Та область, тот остров, на котором он владычествует, простирается гораздо дальше, чем аристократический, приватный мир; его сфера влияния гораздо шире, чем малый круг избранных — тот двор, который он собирает вокруг себя в Риме на виа Салариа или летом на Искье, в «Коломбайе». Для стороннего взгляда он — человек власти и человек партии. Его коммунизм — это, как говорят, коммунизм попутчика, соблюдающего известную дистанцию. На это особое отношение к партии повлияли и его представления об этике, и дружеские связи, и близость эстетических позиций, и его отношение к власти как таковой. Висконти расслышал в речах коммунистов евангелие о такой власти, которая способна, в соответствии с мечтами профессора из «Семейного портрета в интерьере», «уравновесить политику и мораль». Но сам профессор тут же и добавляет: «Это поиск невозможного». Эта политическая ангажированность, которую Висконти разделяет с «интеллектуалами своего поколения», предписывает ему ответственность, круг обязанностей, которые он берет на себя как художник. Но в то же время партийность также велит ему и умалчивать о многом.

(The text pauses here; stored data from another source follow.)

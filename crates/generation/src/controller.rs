//! Rotation controller
//!
//! ```text
//! NEED_KEY ──acquire──▶ HAVE_KEY ──call──▶ REQUESTING ──ok──▶ SUCCESS
//!    ▲                                         │
//!    │                                      failure
//!    │                                         ▼
//!    └──── ROTATE ◀──rotatable── CLASSIFY ──other──▶ FATAL
//! ```
//!
//! The controller owns a single session slot holding the key currently in
//! use. A key stays in the slot across calls until the provider rejects it
//! with a rotatable failure; it is then reported to the pool and dropped from
//! the slot so the next attempt acquires a fresh one. Every rotatable failure
//! consumes one attempt, so a call never makes more than `max_attempts`
//! provider requests.

use std::sync::{Arc, Mutex, MutexGuard};
use std::time::Duration;

use key_pool::{Credential, CredentialPool};
use provider::{GenerationProvider, ProviderError, RotationClass};
use tracing::{debug, info, instrument, warn};

use crate::error::{GenerateError, Result};

pub const DEFAULT_MAX_ATTEMPTS: u32 = 3;

/// One generation call: the prompt and how many keys it may burn through.
#[derive(Debug, Clone)]
pub struct GenerationRequest {
    prompt: String,
    max_attempts: u32,
}

impl GenerationRequest {
    pub fn new(prompt: impl Into<String>) -> Self {
        Self {
            prompt: prompt.into(),
            max_attempts: DEFAULT_MAX_ATTEMPTS,
        }
    }

    /// Set the attempt budget. Zero is treated as one.
    pub fn with_max_attempts(mut self, max_attempts: u32) -> Self {
        self.max_attempts = max_attempts.max(1);
        self
    }

    pub fn prompt(&self) -> &str {
        &self.prompt
    }

    pub fn max_attempts(&self) -> u32 {
        self.max_attempts
    }
}

/// Retry/rotation policy around a provider and a key pool.
///
/// Construct one per process and share it through an `Arc`; concurrent
/// `generate` calls share the session slot.
pub struct GenerationController {
    pool: Arc<dyn CredentialPool>,
    provider: Arc<dyn GenerationProvider>,
    attempt_timeout: Option<Duration>,
    current: Mutex<Option<Credential>>,
}
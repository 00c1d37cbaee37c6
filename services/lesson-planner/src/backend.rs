//! Application data: allow-list, country norms, plan history
//!
//! `RemoteBackend` talks to the shared database:
//!
//! | data | table / function |
//! |---|---|
//! | saved plans | `planeaciones` (id, created_at, tema, grado, contenido) |
//! | allow-list | `usuarios_autorizados` (id, email, created_at) |
//! | country norms | `normativa_paises` (pais_id, pais_nombre, marco_curricular, terminologia) |
//! | login check | `is_email_authorized(email_check)` |
//!
//! `MemoryBackend` keeps the same data in process for database-less runs.

use std::collections::HashMap;
use std::future::Future;
use std::pin::Pin;
use std::time::{SystemTime, UNIX_EPOCH};

use remote_db::{Filter, RemoteDb};
use serde::{Deserialize, Serialize};
use tokio::sync::Mutex;

const PLANS: &str = "planeaciones";
const USERS: &str = "usuarios_autorizados";
const NORMS: &str = "normativa_paises";

#[derive(Debug, thiserror::Error)]
pub enum BackendError {
    #[error("already exists: {0}")]
    Conflict(String),

    #[error("backend unavailable: {0}")]
    Remote(String),
}

impl From<remote_db::Error> for BackendError {
    fn from(err: remote_db::Error) -> Self {
        match err {
            remote_db::Error::Status { status: 409, body } => BackendError::Conflict(body),
            other => BackendError::Remote(other.to_string()),
        }
    }
}

pub type Result<T> = std::result::Result<T, BackendError>;

pub type BoxFuture<'a, T> = Pin<Box<dyn Future<Output = Result<T>> + Send + 'a>>;

/// A saved lesson plan.
#[derive(Debug, Clone, PartialEq, Serialize)]
pub struct Plan {
    pub id: i64,
    pub created_at: String,
    pub topic: String,
    pub grade: String,
    pub content: String,
}

/// A plan about to be saved.
#[derive(Debug, Clone)]
pub struct NewPlan {
    pub topic: String,
    pub grade: String,
    pub content: String,
}

#[derive(Debug, Clone, PartialEq, Serialize)]
pub struct AuthorizedUser {
    pub id: i64,
    pub email: String,
    pub created_at: String,
}

/// Official curriculum framing for one country.
#[derive(Debug, Clone, PartialEq)]
pub struct CountryNorms {
    pub country_name: String,
    pub curriculum_framework: String,
    pub terminology: String,
}

/// Storage used by the HTTP handlers.
pub trait Backend: Send + Sync {
    fn id(&self) -> &str;

    /// Whether `email` (already normalized) is on the allow-list.
    fn is_email_authorized<'a>(&'a self, email: &'a str) -> BoxFuture<'a, bool>;

    /// Norms for a country code; `None` when the country has no record.
    fn country_norms<'a>(&'a self, country: &'a str) -> BoxFuture<'a, Option<CountryNorms>>;

    fn save_plan(&self, plan: NewPlan) -> BoxFuture<'_, ()>;

    /// All plans, newest first.
    fn list_plans(&self) -> BoxFuture<'_, Vec<Plan>>;

    /// Delete a plan. Deleting a missing id succeeds.
    fn delete_plan(&self, id: i64) -> BoxFuture<'_, ()>;

    /// Allow-list entries, newest first.
    fn list_users(&self) -> BoxFuture<'_, Vec<AuthorizedUser>>;

    /// Add an email (already normalized). Duplicates are `Conflict`.
    fn add_user<'a>(&'a self, email: &'a str) -> BoxFuture<'a, ()>;

    fn delete_user(&self, id: i64) -> BoxFuture<'_, ()>;
}

#[derive(Debug, Deserialize)]
struct PlanRow {
    id: i64,
    #[serde(default)]
    created_at: String,
    tema: String,
    grado: String,
    #[serde(default)]
    contenido: String,
}

#[derive(Debug, Serialize)]
struct PlanInsert<'a> {
    tema: &'a str,
    grado: &'a str,
    contenido: &'a str,
}

#[derive(Debug, Deserialize)]
struct UserRow {
    id: i64,
    email: String,
    #[serde(default)]
    created_at: String,
}

#[derive(Debug, Serialize)]
struct UserInsert<'a> {
    email: &'a str,
}

#[derive(Debug, Deserialize)]
struct NormsRow {
    pais_nombre: String,
    marco_curricular: String,
    terminologia: String,
}

impl From<PlanRow> for Plan {
    fn from(row: PlanRow) -> Self {
        Self {
            id: row.id,
            created_at: row.created_at,
            topic: row.tema,
            grade: row.grado,
            content: row.contenido,
        }
    }
}

impl From<UserRow> for AuthorizedUser {
    fn from(row: UserRow) -> Self {
        Self {
            id: row.id,
            email: row.email,
            created_at: row.created_at,
        }
    }
}

impl From<NormsRow> for CountryNorms {
    fn from(row: NormsRow) -> Self {
        Self {
            country_name: row.pais_nombre,
            curriculum_framework: row.marco_curricular,
            terminology: row.terminologia,
        }
    }
}

/// Backend over the remote database.
pub struct RemoteBackend {
    db: RemoteDb,
}

impl RemoteBackend {
    pub fn new(db: RemoteDb) -> Self {
        Self { db }
    }
}

impl Backend for RemoteBackend {
    fn id(&self) -> &str {
        "remote"
    }

    fn is_email_authorized<'a>(&'a self, email: &'a str) -> BoxFuture<'a, bool> {
        Box::pin(async move {
            let authorized: Option<bool> = self
                .db
                .rpc(
                    "is_email_authorized",
                    &serde_json::json!({ "email_check": email }),
                )
                .await?;
            Ok(authorized.unwrap_or(false))
        })
    }

    fn country_norms<'a>(&'a self, country: &'a str) -> BoxFuture<'a, Option<CountryNorms>> {
        Box::pin(async move {
            let rows: Vec<NormsRow> = self
                .db
                .select(NORMS, &[Filter::eq("pais_id", country), Filter::limit(1)])
                .await?;
            Ok(rows.into_iter().next().map(CountryNorms::from))
        })
    }

    fn save_plan(&self, plan: NewPlan) -> BoxFuture<'_, ()> {
        Box::pin(async move {
            let row = PlanInsert {
                tema: &plan.topic,
                grado: &plan.grade,
                contenido: &plan.content,
            };
            self.db.insert(PLANS, &[row]).await?;
            Ok(())
        })
    }

    fn list_plans(&self) -> BoxFuture<'_, Vec<Plan>> {
        Box::pin(async move {
            let rows: Vec<PlanRow> = self
                .db
                .select(PLANS, &[Filter::order_desc("created_at")])
                .await?;
            Ok(rows.into_iter().map(Plan::from).collect())
        })
    }

    fn delete_plan(&self, id: i64) -> BoxFuture<'_, ()> {
        Box::pin(async move {
            self.db.delete(PLANS, &[Filter::eq("id", id)]).await?;
            Ok(())
        })
    }

    fn list_users(&self) -> BoxFuture<'_, Vec<AuthorizedUser>> {
        Box::pin(async move {
            let rows: Vec<UserRow> = self
                .db
                .select(USERS, &[Filter::order_desc("created_at")])
                .await?;
            Ok(rows.into_iter().map(AuthorizedUser::from).collect())
        })
    }

    fn add_user<'a>(&'a self, email: &'a str) -> BoxFuture<'a, ()> {
        Box::pin(async move {
            self.db.insert(USERS, &[UserInsert { email }]).await?;
            Ok(())
        })
    }

    fn delete_user(&self, id: i64) -> BoxFuture<'_, ()> {
        Box::pin(async move {
            self.db.delete(USERS, &[Filter::eq("id", id)]).await?;
            Ok(())
        })
    }
}

#[derive(Default)]
struct MemoryState {
    plans: Vec<Plan>,
    users: Vec<AuthorizedUser>,
    norms: HashMap<String, CountryNorms>,
    next_id: i64,
}

impl MemoryState {
    fn next_id(&mut self) -> i64 {
        self.next_id += 1;
        self.next_id
    }
}

/// In-process backend. Data is lost on restart.
#[derive(Default)]
pub struct MemoryBackend {
    state: Mutex<MemoryState>,
}

impl MemoryBackend {
    pub fn new() -> Self {
        Self::default()
    }

    pub async fn insert_norms(&self, country: &str, norms: CountryNorms) {
        self.state
            .lock()
            .await
            .norms
            .insert(country.to_string(), norms);
    }
}

fn timestamp() -> String {
    SystemTime::now()
        .duration_since(UNIX_EPOCH)
        .unwrap_or_default()
        .as_secs()
        .to_string()
}

impl Backend for MemoryBackend {
    fn id(&self) -> &str {
        "memory"
    }

    fn is_email_authorized<'a>(&'a self, email: &'a str) -> BoxFuture<'a, bool> {
        Box::pin(async move {
            let state = self.state.lock().await;
            Ok(state.users.iter().any(|u| u.email == email))
        })
    }

    fn country_norms<'a>(&'a self, country: &'a str) -> BoxFuture<'a, Option<CountryNorms>> {
        Box::pin(async move { Ok(self.state.lock().await.norms.get(country).cloned()) })
    }

    fn save_plan(&self, plan: NewPlan) -> BoxFuture<'_, ()> {
        Box::pin(async move {
            let mut state = self.state.lock().await;
            let id = state.next_id();
            state.plans.push(Plan {
                id,
                created_at: timestamp(),
                topic: plan.topic,
                grade: plan.grade,
                content: plan.content,
            });
            Ok(())
        })
    }

    fn list_plans(&self) -> BoxFuture<'_, Vec<Plan>> {
        Box::pin(async move {
            let state = self.state.lock().await;
            Ok(state.plans.iter().rev().cloned().collect())
        })
    }

    fn delete_plan(&self, id: i64) -> BoxFuture<'_, ()> {
        Box::pin(async move {
            self.state.lock().await.plans.retain(|p| p.id != id);
            Ok(())
        })
    }

    fn list_users(&self) -> BoxFuture<'_, Vec<AuthorizedUser>> {
        Box::pin(async move {
            let state = self.state.lock().await;
            Ok(state.users.iter().rev().cloned().collect())
        })
    }

    fn add_user<'a>(&'a self, email: &'a str) -> BoxFuture<'a, ()> {
        Box::pin(async move {
            let mut state = self.state.lock().await;
            if state.users.iter().any(|u| u.email == email) {
                return Err(BackendError::Conflict(email.to_string()));
            }
            let id = state.next_id();
            state.users.push(AuthorizedUser {
                id,
                email: email.to_string(),
                created_at: timestamp(),
            });
            Ok(())
        })
    }

    fn delete_user(&self, id: i64) -> BoxFuture<'_, ()> {
        Box::pin(async move {
            self.state.lock().await.users.retain(|u| u.id != id);
            Ok(())
        })
    }
}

Нет сомнений, что героическое время подпольной борьбы, как и дань, заплаченная мучениками Ардеатинских рвов и жертвами фашистской и нацистской полиции, наложили на Висконти глубокий отпечаток. Именно из этого опыта он почерпнул нравственные обязательства и дисциплину, в этих событиях — корни его верности партии, его тревог и нежелание навредить коммунистам, пусть даже ради этого придется чем-то пожертвовать. По всей видимости, он мог пойти на эти жертвы ради крепкой дружбы, и таким настоящим другом для него был не непримиримый ортодокс Марио Аликата, и даже не умерший в 1964 году Тольятти, а Антонелло Тромбадори. Крепкая связь с ним, выкованная еще во времена Сопротивления, его образованность и его страсть к искусству обладают достаточным весом, чтобы в 1946–1947 годах Висконти по его просьбе отказался от постановки «Мертвых без погребения», а позже — и от «Мух» того же Сартра, от «Недоразумения» Камю и от «Лже-искупителей» Гвидо Пьовене. Все эти произведения с одинаковой яростью противопоставляют человеческое и божественное правосудие.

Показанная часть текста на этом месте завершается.